Top of Extracted records

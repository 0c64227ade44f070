//! Application configuration loaded from environment variables.
//!
//! Every setting has a default tuned for a phone GPS receiver, so an
//! empty environment yields a working configuration.

use crate::units::UnitSystem;
use std::env;
use std::str::FromStr;
use std::time::Duration;

/// Default interval between position requests.
pub const DEFAULT_LOCATION_INTERVAL_MS: u64 = 1000;
/// Missed fixes tolerated before GPS is reported inactive.
pub const DEFAULT_ALLOWED_FIX_MISSES: u32 = 8;
/// Fixes less accurate than this are dropped.
pub const DEFAULT_ACCURACY_THRESHOLD_M: f32 = 20.0;
/// Fixes discarded after each (re)start while GPS stabilizes.
pub const DEFAULT_WARMUP_FIX_COUNT: u32 = 7;
/// Speeds below this are reported as 0 (GPS jitter while standing still).
pub const DEFAULT_MIN_SPEED_KMH: f64 = 2.2;

/// Location tracker tuning.
#[derive(Debug, Clone, PartialEq)]
pub struct LocationConfig {
    /// Requested interval between fixes
    pub interval: Duration,
    /// Missed intervals before GPS is considered inactive
    pub allowed_misses: u32,
    /// Fixes with an accuracy radius above this are rejected (meters)
    pub accuracy_threshold_m: f32,
    /// Fixes ignored after each location session start
    pub warmup_fix_count: u32,
}

impl LocationConfig {
    /// Silence after the last fix before GPS is reported inactive.
    pub fn inactivity_timeout(&self) -> Duration {
        self.interval * self.allowed_misses
    }
}

impl Default for LocationConfig {
    fn default() -> Self {
        Self {
            interval: Duration::from_millis(DEFAULT_LOCATION_INTERVAL_MS),
            allowed_misses: DEFAULT_ALLOWED_FIX_MISSES,
            accuracy_threshold_m: DEFAULT_ACCURACY_THRESHOLD_M,
            warmup_fix_count: DEFAULT_WARMUP_FIX_COUNT,
        }
    }
}

/// Application configuration, loaded once at startup.
#[derive(Debug, Clone, PartialEq)]
pub struct Config {
    /// Server port
    pub port: u16,
    /// Units used for formatted values
    pub units: UnitSystem,
    pub location: LocationConfig,
    /// Speed floor for moving/not-moving decisions (m/s)
    pub min_speed_m_s: f64,
}

impl Default for Config {
    fn default() -> Self {
        Self {
            port: 8080,
            units: UnitSystem::Metric,
            location: LocationConfig::default(),
            min_speed_m_s: DEFAULT_MIN_SPEED_KMH / 3.6,
        }
    }
}

impl Config {
    /// Load configuration from environment variables.
    ///
    /// A `.env` file is honored for local development.
    pub fn from_env() -> Result<Self, ConfigError> {
        dotenvy::dotenv().ok(); // Load .env file if present

        let defaults = Self::default();
        let interval_ms = parse_var("LOCATION_INTERVAL_MS", DEFAULT_LOCATION_INTERVAL_MS)?;
        let min_speed_kmh = parse_var("MIN_SPEED_KMH", DEFAULT_MIN_SPEED_KMH)?;

        Ok(Self {
            port: parse_var("PORT", defaults.port)?,
            units: parse_var("UNITS", defaults.units)?,
            location: LocationConfig {
                interval: Duration::from_millis(interval_ms),
                allowed_misses: parse_var("ALLOWED_FIX_MISSES", DEFAULT_ALLOWED_FIX_MISSES)?,
                accuracy_threshold_m: parse_var(
                    "ACCURACY_THRESHOLD_M",
                    DEFAULT_ACCURACY_THRESHOLD_M,
                )?,
                warmup_fix_count: parse_var("WARMUP_FIX_COUNT", DEFAULT_WARMUP_FIX_COUNT)?,
            },
            min_speed_m_s: min_speed_kmh / 3.6,
        })
    }
}

/// Read `var`, falling back to `default` when unset.
fn parse_var<T: FromStr>(var: &'static str, default: T) -> Result<T, ConfigError> {
    match env::var(var) {
        Ok(raw) => raw
            .trim()
            .parse()
            .map_err(|_| ConfigError::Invalid { var, value: raw }),
        Err(_) => Ok(default),
    }
}

/// Configuration errors
#[derive(Debug, thiserror::Error)]
pub enum ConfigError {
    #[error("Invalid value for {var}: {value:?}")]
    Invalid { var: &'static str, value: String },
}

Bottom of Extracted records

The problem: Send back an exact copy of only the lines from the line with "pub const DEFAULT_ALLOWED_FIX_MISSES: u32" up to and including the line with "pub const DEFAULT_WARMUP_FIX_COUNT: u32 = 7;" in the data above.

Exercise output:
pub const DEFAULT_ALLOWED_FIX_MISSES: u32 = 8;
/// Fixes less accurate than this are dropped.
pub const DEFAULT_ACCURACY_THRESHOLD_M: f32 = 20.0;
/// Fixes discarded after each (re)start while GPS stabilizes.
pub const DEFAULT_WARMUP_FIX_COUNT: u32 = 7;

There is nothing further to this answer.